Senado rejeita indicação de Jorge Messias ao STF em derrota histórica para o governo em contexto de Finanças do Brasil Senado rejeita indicação de Jorge Messias ao STF em derrota histórica para o governo em contexto de Finanças do Brasil

Senado rejeita indicação de Jorge Messias ao STF em derrota histórica para o governo

Senado Federal rejeita indicação de Jorge Messias ao Supremo Tribunal Federal. Votação marca derrota para o governo Lula com 42 votos contrários.

O Senado Federal rejeitou, nesta quarta-feira, a indicação do advogado-geral da União, Jorge Messias, para uma vaga no Supremo Tribunal Federal. O resultado representa uma derrota significativa para o governo do presidente Luiz Inácio Lula da Silva, sendo a primeira vez em mais de um século que uma indicação presidencial para a Corte é barrada pela Casa.

Placar aponta 42 votos contrários e 34 favoráveis

Para a aprovação, eram necessários 41 votos favoráveis. No entanto, o nome de Messias obteve apenas 34 votos a favor, enquanto 42 senadores votaram contra a indicação.

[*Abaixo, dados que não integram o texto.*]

//! Assembly pipeline from an unordered model graph to per-unit source text.
//!
//! The `Orchestrator` owns the collaborators (reference lookup, renderer,
//! formatter, deferred-update renderer) and runs one assembly at a time:
//! preprocessing, dependency ordering, partitioning, then per unit reference
//! resolution, optional deduplication, rendering and formatting.
//!
//! ## Usage
//!
//! ```no_run
//! use modelgen::generator::{
//!   codegen::ForwardRefUpdater,
//!   orchestrator::{AssemblyOptions, AssemblyOutput, Orchestrator},
//! };
//! use modelgen::utils::graph::GraphLoader;
//!
//! # async fn example() -> anyhow::Result<()> {
//! let graph = GraphLoader::open("models.json").await?.parse()?;
//! let options = AssemblyOptions::builder().reuse_model(true).build();
//! let orchestrator = Orchestrator::new(options)
//!   .with_lookup(graph.reference_index())
//!   .with_deferred_updates(ForwardRefUpdater);
//!
//! let generated = orchestrator.assemble(graph.models)?;
//! if let AssemblyOutput::Single(code) = &generated.output {
//!   println!("{code}");
//! }
//! # Ok(())
//! # }
//! ```

use std::{collections::HashSet, path::PathBuf};

use indexmap::IndexMap;
use itertools::Itertools;

use crate::generator::{
  analyzer::{DependencySorter, detect_cycles},
  codegen::{ClassRenderer, CodeFormatter, DeferredUpdateRenderer, ModelRenderer},
  dedup::ModelDeduplicator,
  metrics::GenerationStats,
  model::{FUTURE_MODULE, Imports, Model},
  partition::{ModuleKey, UnitPlan, UnitSlot, partition_units, root_key},
  preprocess::ModelCollector,
  resolver::{ReferenceIndex, ReferenceLookup, UnitResolver},
};

/// Switches controlling one assembly run.
#[derive(Debug, Clone, bon::Builder)]
pub struct AssemblyOptions {
  /// Collapse structurally identical models within a unit.
  #[builder(default)]
  pub reuse_model: bool,
  /// Prefix each unit with its imports and the global imports.
  #[builder(default = true)]
  pub with_import: bool,
  #[builder(default)]
  pub snake_case_field: bool,
  #[builder(default)]
  pub strip_default_none: bool,
  /// Imports emitted into every unit, e.g. `from __future__ import annotations`.
  #[builder(default)]
  pub global_imports: Imports,
  /// Name of the single input file. References into it are treated as same-unit.
  #[builder(into)]
  pub single_source: Option<String>,
}

impl Default for AssemblyOptions {
  fn default() -> Self {
    Self::builder().build()
  }
}

#[derive(Debug, Clone, PartialEq, Eq)]
pub struct GeneratedUnit {
  pub body: String,
  /// Source of the unit's first model, for diagnostics.
  pub source_path: Option<PathBuf>,
}

impl GeneratedUnit {
  fn placeholder() -> Self {
    Self {
      body: String::new(),
      source_path: None,
    }
  }
}

#[derive(Debug, Clone, PartialEq, Eq)]
pub enum AssemblyOutput {
  /// Everything lived in the root namespace.
  Single(String),
  Modules(IndexMap<ModuleKey, GeneratedUnit>),
}

impl AssemblyOutput {
  pub fn single(&self) -> Option<&str> {
    match self {
      Self::Single(code) => Some(code),
      Self::Modules(_) => None,
    }
  }

  pub fn unit(&self, key: &[&str]) -> Option<&GeneratedUnit> {
    match self {
      Self::Single(_) => None,
      Self::Modules(units) => units
        .iter()
        .find(|(candidate, _)| candidate.iter().map(String::as_str).eq(key.iter().copied()))
        .map(|(_, unit)| unit),
    }
  }

  pub fn len(&self) -> usize {
    match self {
      Self::Single(_) => 1,
      Self::Modules(units) => units.len(),
    }
  }

  pub fn is_empty(&self) -> bool {
    self.len() == 0
  }
}

#[derive(Debug)]
pub struct GeneratedOutput {
  pub output: AssemblyOutput,
  pub stats: GenerationStats,
}

/// Runs the assembly pipeline with its configured collaborators.
pub struct Orchestrator {
  options: AssemblyOptions,
  sorter: DependencySorter,
  lookup: Box<dyn ReferenceLookup>,
  renderer: Box<dyn ModelRenderer>,
  formatter: Option<Box<dyn CodeFormatter>>,
  deferred: Option<Box<dyn DeferredUpdateRenderer>>,
}

impl Orchestrator {
  /// Orchestrator with an empty reference index, class-style rendering, no
  /// formatter and no deferred-update rendering.
  pub fn new(options: AssemblyOptions) -> Self {
    Self {
      options,
      sorter: DependencySorter::default(),
      lookup: Box::new(ReferenceIndex::new()),
      renderer: Box::new(ClassRenderer),
      formatter: None,
      deferred: None,
    }
  }

  #[must_use]
  pub fn with_lookup(mut self, lookup: impl ReferenceLookup + 'static) -> Self {
    self.lookup = Box::new(lookup);
    self
  }

  #[must_use]
  pub fn with_renderer(mut self, renderer: impl ModelRenderer + 'static) -> Self {
    self.renderer = Box::new(renderer);
    self
  }

  #[must_use]
  pub fn with_formatter(mut self, formatter: impl CodeFormatter + 'static) -> Self {
    self.formatter = Some(Box::new(formatter));
    self
  }

  #[must_use]
  pub fn with_deferred_updates(mut self, renderer: impl DeferredUpdateRenderer + 'static) -> Self {
    self.deferred = Some(Box::new(renderer));
    self
  }

  #[must_use]
  pub fn with_sorter(mut self, sorter: DependencySorter) -> Self {
    self.sorter = sorter;
    self
  }

  /// Assembles `models` into source text.
  ///
  /// # Errors
  ///
  /// Returns [`crate::generator::errors::AssemblyError`] when the reference graph
  /// cannot be ordered, and propagates deduplication and formatter failures.
  pub fn assemble(&self, models: Vec<Model>) -> anyhow::Result<GeneratedOutput> {
    let mut collector = ModelCollector::from_options(&self.options);
    collector.extend(models);
    let models = collector.into_models();

    let mut stats = GenerationStats::default();
    stats.record_cycles(detect_cycles(&models));

    let sorted = self.sorter.sort(models)?;
    stats.record_sorted(sorted.models.len(), sorted.fallback_engaged);
    let require_update: HashSet<String> = sorted.require_update.iter().cloned().collect();

    let mut units: IndexMap<ModuleKey, GeneratedUnit> = IndexMap::new();
    for (key, slot) in partition_units(sorted.into_models()).into_slots() {
      let unit = match slot {
        UnitSlot::Placeholder => {
          stats.record_placeholder();
          GeneratedUnit::placeholder()
        }
        UnitSlot::Planned(plan) => {
          stats.record_unit(plan.kind);
          self.assemble_unit(plan, &require_update, &mut stats)?
        }
      };
      units.insert(key, unit);
    }

    tracing::debug!(units = units.len(), models = stats.models_sorted, "assembly complete");

    let output = if units.len() == 1 && units.contains_key(&root_key()) {
      let body = units.into_values().next().map(|unit| unit.body).unwrap_or_default();
      AssemblyOutput::Single(body)
    } else {
      AssemblyOutput::Modules(units)
    };

    Ok(GeneratedOutput { output, stats })
  }

  fn assemble_unit(
    &self,
    mut plan: UnitPlan,
    require_update: &HashSet<String>,
    stats: &mut GenerationStats,
  ) -> anyhow::Result<GeneratedUnit> {
    let unit_name = plan.key.join("/");
    let deferred_names: Vec<String> = plan
      .models
      .iter()
      .filter(|model| require_update.contains(&model.qualified_name()))
      .map(|model| model.name.clone())
      .collect();

    let mut resolver = UnitResolver::new(&plan, self.lookup.as_ref(), self.options.single_source.as_deref());
    let mut dedup = self.options.reuse_model.then(ModelDeduplicator::new);

    let mut models = Vec::with_capacity(plan.models.len());
    for mut model in std::mem::take(&mut plan.models) {
      resolver.resolve(&mut model);
      let model = match dedup.as_mut() {
        Some(dedup) => dedup.process(model)?,
        None => model,
      };
      models.push(model);
    }

    if let Some(dedup) = &dedup {
      dedup.rewrite_references(&mut models);
      stats.record_duplicates(dedup.collapsed());
    }

    tracing::debug!(
      unit = %unit_name,
      models = models.len(),
      aliases = resolver.aliases_assigned(),
      "resolved unit references"
    );
    let mut imports = resolver.into_imports();
    for model in &models {
      imports.extend(self.renderer.imports(model));
    }

    let mut parts = vec![];
    if self.options.with_import {
      stats.record_imports(imports.len());
      let mut global_imports = self.options.global_imports.clone();
      let mut future = imports.take_module(FUTURE_MODULE);
      future.extend(global_imports.take_module(FUTURE_MODULE).iter());

      parts.push(
        [future.to_string(), imports.to_string()]
          .into_iter()
          .filter(|section| !section.is_empty())
          .join("\n"),
      );
      parts.push(global_imports.to_string());
      parts.push("\n".to_string());
    }
    parts.push(models.iter().map(|model| self.renderer.render(model)).join("\n\n\n"));

    stats.record_deferred_updates(&unit_name, deferred_names.len(), self.deferred.is_some());
    if let Some(deferred) = &self.deferred {
      parts.push("\n".to_string());
      parts.push(deferred.render(&deferred_names));
    }

    let mut body = parts.join("\n");
    if let Some(formatter) = &self.formatter {
      body = formatter.format(&body)?;
    }

    Ok(GeneratedUnit {
      body,
      source_path: models.first().and_then(|model| model.source_path.clone()),
    })
  }
}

O cenário contrasta com o desempenho anterior na Comissão de Constituição e Justiça, onde o nome havia sido aprovado com 16 votos favoráveis e 11 contrários.

Jorge Messias foi indicado pelo Executivo para ocupar a vaga deixada pelo ministro Luís Roberto Barroso, que se aposentou antecipadamente em outubro de 2025. A mensagem oficial com a indicação chegou ao Senado no início de abril, cinco meses após o anúncio inicial feito pelo presidente Lula.

Randolfe Rodrigues nega falha na estratégia de Lula

O líder do governo no Congresso, senador Randolfe Rodrigues (PT-AP), negou que a rejeição tenha sido fruto de um erro na estratégia de escolha do presidente. Segundo o parlamentar, o governo tinha consciência de que a votação seria apertada, mas manteve a articulação até o último momento.

Randolfe atribuiu o resultado a pressões decorrentes do processo eleitoral em curso e descartou qualquer mudança na relação institucional com o Senado, apesar dos rumores sobre um possível desgaste com o presidente da Casa, Davi Alcolumbre (União-AP). O líder afirmou que o governo não pretende realizar uma “caça às bruxas” para identificar os votos contrários.

Sobre os próximos passos, Randolfe informou que não há um novo nome definido. O presidente Lula deverá avaliar o cenário e decidir como exercerá sua prerrogativa de realizar uma nova indicação ao Supremo.